PURPOSE: Recently, thoracoscopic intervention for management of pleural empyema and complicated pleural effusion is widely used. This study was aimed to compare the clinical results of video-assisted thoracoscopic intervention with conventional thoracotomy decortication, and investigate which factor determine the tools of management of pleural empyema and complicated pleural effusion.

METHODS: From January 2002 to May 2006, 23 patients were enrolled. We compared the length of hospitalization, the duration and amounts of pleural drainage and operation time of two procedures. And we investigate the results of pleural fluid analysis and radiologic examinations.
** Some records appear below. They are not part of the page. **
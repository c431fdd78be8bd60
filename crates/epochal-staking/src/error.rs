//! Error types for staking, reward streams and claims

use crate::transfer::TransferError;
use crate::types::{AssetId, Epoch, StakeId};
use thiserror::Error;

/// Result type alias for staking operations
pub type Result<T> = std::result::Result<T, StakingError>;

/// Coarse classification of a [`StakingError`]
#[derive(Clone, Copy, Debug, PartialEq, Eq, Hash)]
pub enum ErrorCategory {
    /// Input rejected before any state was touched
    Validation,
    /// Operation not allowed in the current ledger state
    State,
    /// External asset movement failed; the operation was aborted
    Transfer,
    /// Checked arithmetic bound exceeded
    Arithmetic,
}

/// Errors that can occur in the staking engine
#[derive(Error, Debug, Clone, PartialEq, Eq)]
pub enum StakingError {
    // === Validation ===
    /// Stake amount outside the configured bounds
    #[error("Stake amount {amount} outside allowed range [{min}, {max}]")]
    AmountOutOfRange { amount: u128, min: u128, max: u128 },

    /// Lock period outside the configured bounds
    #[error("Lock period of {weeks} weeks outside allowed range [{min}, {max}]")]
    LockOutOfRange { weeks: u32, min: u32, max: u32 },

    /// Amount must be non-zero
    #[error("Amount must be non-zero")]
    ZeroAmount,

    /// Withdrawal larger than the remaining principal
    #[error("Withdrawal of {requested} exceeds principal {principal}")]
    ExceedsPrincipal { requested: u128, principal: u128 },

    /// Stake does not exist
    #[error("Stake not found: {0}")]
    StakeNotFound(StakeId),

    /// Caller does not own the stake
    #[error("Caller is not the owner of stake {0}")]
    NotOwner(StakeId),

    /// Caller lacks the privilege for this operation
    #[error("Caller is not authorized to {0}")]
    Unauthorized(&'static str),

    /// Revenue asset is not on the whitelist
    #[error("Unsupported revenue asset: {0}")]
    UnsupportedAsset(AssetId),

    /// Revenue asset already on the whitelist
    #[error("Revenue asset already registered: {0}")]
    AssetAlreadyRegistered(AssetId),

    /// Configuration failed validation or could not be parsed
    #[error("Invalid configuration: {0}")]
    InvalidConfig(String),

    // === State ===
    /// Stake principal already reached zero
    #[error("Stake {0} is closed")]
    StakeClosed(StakeId),

    /// No unlocked, unclaimed reward
    #[error("Nothing to claim")]
    NothingToClaim,

    /// Emergency exit is switched off
    #[error("Emergency exit is disabled")]
    EmergencyExitDisabled,

    /// Engine is paused by the administrator
    #[error("Staking is paused")]
    Paused,

    /// A snapshot for this epoch and stream already exists
    #[error("Epoch {epoch} already recorded for {stream}")]
    EpochAlreadyRecorded { epoch: Epoch, stream: String },

    /// Nothing is staked, so an epoch reward could never be claimed
    #[error("Cannot record rewards while total weighted stake is zero")]
    NoWeightedStake,

    /// A mutating call was made while another one is in progress
    #[error("Re-entrant call rejected")]
    Reentrant,

    /// A claim record would move backwards
    #[error("Claim record for stake {stake_id} epoch {epoch} would decrease from {current} to {proposed}")]
    ClaimRegression {
        stake_id: StakeId,
        epoch: Epoch,
        current: u128,
        proposed: u128,
    },

    // === Transfer ===
    /// External asset movement failed
    #[error("Transfer failed: {0}")]
    Transfer(#[from] TransferError),

    // === Arithmetic ===
    /// Checked arithmetic overflowed
    #[error("Arithmetic overflow in {0}")]
    Overflow(&'static str),
}

impl StakingError {
    /// Classify the error
    pub fn category(&self) -> ErrorCategory {
        match self {
            Self::AmountOutOfRange { .. }
            | Self::LockOutOfRange { .. }
            | Self::ZeroAmount
            | Self::ExceedsPrincipal { .. }
            | Self::StakeNotFound(_)
            | Self::NotOwner(_)
            | Self::Unauthorized(_)
            | Self::UnsupportedAsset(_)
            | Self::AssetAlreadyRegistered(_)
            | Self::InvalidConfig(_) => ErrorCategory::Validation,
            Self::StakeClosed(_)
            | Self::NothingToClaim
            | Self::EmergencyExitDisabled
            | Self::Paused
            | Self::EpochAlreadyRecorded { .. }
            | Self::NoWeightedStake
            | Self::Reentrant
            | Self::ClaimRegression { .. } => ErrorCategory::State,
            Self::Transfer(_) => ErrorCategory::Transfer,
            Self::Overflow(_) => ErrorCategory::Arithmetic,
        }
    }
}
RESULTS: Thoracotomy were 12 (including 3 conversions) and thoracoscopy were 11. Mean age was 19.7 years old. Mean length of hospitalization were 23 days, in thoracotomy 20 days and in thoracsocopy 26 days (p=.53) Mean duration of chest tube were 11.6 days, in thoracotomy 9.9 days and in thoracoscopy 13.7 days. (p=.54) Mean drainage of chest tube were 1699cc, in thoracotomy 2026cc and in thoracoscopy 1306cc. (p=.40) Operation time was mean 196 minutes, in thoracotomy 259 minutes and in thoracoscopy 128 minutes(p=.03).At discharge, all patients showed symptoms improvement, decreased pleural effusion, loculation and good lung re-expansion. There was no operative mortality, but there were 7 morbidities, thoracotomy 4 (Wound problem 3, persistent pleural drainage 1) and thoracoscopy 3 (persistent pleural drainage). Presumed etiologies were tuberculosis 14 and bacterial parapneumonic effusion 9. In pleural fluid analysis, there were no significant differences between two groups. Loculation in chest CT was more severe in thoracotomy group, on the other hand, less loculation were found in thoracoscopy (p=.02). And pleural thickening in chest CT showed a tendency that less thickening was found in thoracoscopic decortication (p=.06).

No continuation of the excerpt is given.